= Carlsberg Ridge =

Tectonic plate ridge

Carlsberg Ridge.

The Carlsberg Ridge is the northern section of the Central Indian Ridge, a divergent tectonic plate boundary between the African plate and the Indo-Australian plate, traversing the western regions of the Indian Ocean.

The ridge of which the Carlsberg Ridge is a part extends northward from a triple point junction near the island of Rodrigues (the Rodrigues Triple Point) to a junction with the Owen fracture zone. The ridge started its northwards propagation in the late Maastrichtian and reached the incipient Arabian Sea in the Eocene. Then it continued to accrete basalt but did not propagate for nearly 30 Ma. Then, in the early Miocene it started to propagate westwards towards the Afar hot spot, opening the Gulf of Aden.

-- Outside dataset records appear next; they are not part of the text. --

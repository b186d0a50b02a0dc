// SPDX-FileCopyrightText: 2025 2025 Contributors to the OpenIMP project.
// SPDX-License-Identifier: Apache-2.0

//! Physically addressable memory for buffer pools.

use std::{alloc::Layout, collections::HashMap, ptr::NonNull};

use parking_lot::Mutex;
use tracing::{debug, warn};

use crate::{Error, Result};

/// One contiguous allocation handed out by a [`DeviceAllocator`].
#[derive(Debug, Clone, PartialEq, Eq)]
pub struct DmaRegion {
    pub name: String,
    pub tag: String,
    /// Address the hardware uses.
    pub phys_addr: u64,
    /// Address the CPU uses.
    pub virt_addr: usize,
    pub size: usize,
}

/// Source of physically addressable memory.
///
/// Implementations talk to the platform memory driver; [`HeapAllocator`] is
/// the host-memory fallback used when no driver is available.
pub trait DeviceAllocator: Send + Sync {
    /// Allocates `size` bytes labelled with `name` and `tag`.
    fn alloc(&self, name: &str, size: usize, tag: &str) -> Result<DmaRegion>;

    /// Returns a region obtained from [`Self::alloc`].
    fn free(&self, region: &DmaRegion) -> Result<()>;

    /// Makes CPU writes to `region` visible to the hardware.
    fn flush_cache(&self, region: &DmaRegion) -> Result<()>;
}

struct HeapBlock {
    ptr: NonNull<u8>,
    layout: Layout,
    info: imp_sys::DmaBufferInfo,
}

// Safety: the block is only a record of an allocation owned by the allocator;
// the pointer is never dereferenced through this struct.
unsafe impl Send for HeapBlock {}

/// Page-aligned, zeroed host memory whose physical address equals its
/// virtual address.
pub struct HeapAllocator {
    blocks: Mutex<HashMap<u64, HeapBlock>>,
    max_buffers: usize,
}

impl HeapAllocator {
    /// Creates an allocator that tracks at most `max_buffers` live regions.
    pub fn new(max_buffers: usize) -> Self {
        Self {
            blocks: Mutex::new(HashMap::new()),
            max_buffers,
        }
    }

    /// Number of regions currently allocated.
    pub fn live_buffers(&self) -> usize {
        self.blocks.lock().len()
    }

    /// Descriptor of the region whose physical address is `phys_addr`.
    ///
    /// Descriptor addresses are 32 bits wide, as on the SoC; on wider hosts
    /// only the low word is recorded.
    pub fn info(&self, phys_addr: u64) -> Option<imp_sys::DmaBufferInfo> {
        self.blocks.lock().get(&phys_addr).map(|block| block.info)
    }
}

impl DeviceAllocator for HeapAllocator {
    fn alloc(&self, name: &str, size: usize, tag: &str) -> Result<DmaRegion> {
        if size == 0 {
            return Err(Error::InvalidArg("zero-sized DMA allocation".to_string()));
        }
        let mut blocks = self.blocks.lock();
        if blocks.len() >= self.max_buffers {
            return Err(Error::Allocation(format!(
                "{name}: all {} buffer descriptors in use",
                self.max_buffers
            )));
        }
        let request = imp_sys::MemAllocRequest {
            size: u32::try_from(size)
                .map_err(|_| Error::Allocation(format!("{name}: {size} bytes exceeds 4 GiB")))?,
            align: imp_sys::DMA_PAGE_ALIGN,
            ..Default::default()
        };
        let layout = Layout::from_size_align(request.size as usize, request.align as usize)
            .map_err(|e| Error::InvalidArg(format!("{name}: {e}")))?;
        // Safety: `layout` has a non-zero size.
        let ptr = NonNull::new(unsafe { std::alloc::alloc_zeroed(layout) })
            .ok_or_else(|| Error::Allocation(format!("{name}: {size} bytes")))?;

        let addr = ptr.as_ptr() as usize;
        let mut info = imp_sys::DmaBufferInfo::default();
        imp_sys::write_c_str(&mut info.name, name);
        imp_sys::write_c_str(&mut info.tag, tag);
        info.virt_addr = addr as u32;
        info.phys_addr = addr as u32;
        info.size = request.size;
        info.flags = request.flags;

        blocks.insert(addr as u64, HeapBlock { ptr, layout, info });
        debug!(name, tag, size, addr, "DMA buffer allocated.");
        Ok(DmaRegion {
            name: name.to_string(),
            tag: tag.to_string(),
            phys_addr: addr as u64,
            virt_addr: addr,
            size,
        })
    }

    fn free(&self, region: &DmaRegion) -> Result<()> {
        let block = self
            .blocks
            .lock()
            .remove(&region.phys_addr)
            .ok_or_else(|| Error::NotFound(format!("DMA buffer {}", region.name)))?;
        // Safety: `block` was produced by `alloc_zeroed` with this layout and
        // has just been removed from the table, so it is freed exactly once.
        unsafe { std::alloc::dealloc(block.ptr.as_ptr(), block.layout) };
        debug!(name = %region.name, "DMA buffer freed.");
        Ok(())
    }

    fn flush_cache(&self, region: &DmaRegion) -> Result<()> {
        // Host memory is coherent; only check that the region is ours.
        if self.blocks.lock().contains_key(&region.phys_addr) {
            Ok(())
        } else {
            Err(Error::NotFound(format!("DMA buffer {}", region.name)))
        }
    }
}

impl Drop for HeapAllocator {
    fn drop(&mut self) {
        let blocks = std::mem::take(self.blocks.get_mut());
        if !blocks.is_empty() {
            warn!(count = blocks.len(), "Releasing DMA buffers still allocated.");
        }
        for block in blocks.into_values() {
            // Safety: see `free`.
            unsafe { std::alloc::dealloc(block.ptr.as_ptr(), block.layout) };
        }
    }
}

#[cfg(test)]
mod tests {
    use super::*;

    #[test]
    fn regions_are_page_aligned_and_described() {
        let allocator = HeapAllocator::new(4);
        let region = allocator.alloc("vbm_chn0", 10_000, "vbm_chn0").unwrap();
        assert_eq!(region.phys_addr % 4096, 0);
        assert_eq!(region.phys_addr, region.virt_addr as u64);

        let info = allocator.info(region.phys_addr).unwrap();
        assert_eq!(info.name(), "vbm_chn0");
        assert_eq!(info.size, 10_000);

        allocator.flush_cache(&region).unwrap();
        allocator.free(&region).unwrap();
        assert!(matches!(allocator.free(&region), Err(Error::NotFound(_))));
        assert_eq!(allocator.live_buffers(), 0);
    }

    #[test]
    fn descriptor_table_is_bounded() {
        let allocator = HeapAllocator::new(2);
        let _a = allocator.alloc("a", 16, "t").unwrap();
        let _b = allocator.alloc("b", 16, "t").unwrap();
        assert!(matches!(
            allocator.alloc("c", 16, "t"),
            Err(Error::Allocation(_))
        ));
    }

    #[test]
    fn zero_size_is_rejected() {
        let allocator = HeapAllocator::new(2);
        assert!(matches!(allocator.alloc("z", 0, "t"), Err(Error::InvalidArg(_))));
    }

    #[cfg(target_pointer_width = "64")]
    #[test]
    fn oversized_request_is_an_allocation_failure() {
        let allocator = HeapAllocator::new(2);
        assert!(matches!(
            allocator.alloc("big", u32::MAX as usize + 1, "t"),
            Err(Error::Allocation(_))
        ));
        assert_eq!(allocator.live_buffers(), 0);
    }
}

The Carlsberg Ridge is seismically active, with a major earthquake being recorded by the United States Geological Survey at 7.6 on the moment magnitude scale on July 15, 2003.

The submarine ridge was discovered by the Danish research vessel Dana during the Carlsberg Foundation's Oceanographic Expedition around the world (1928–1930), better known as the 2nd Dana Expedition, and named after the Carlsberg Foundation, which funded the entire expedition and subsequent analysis and publication of results.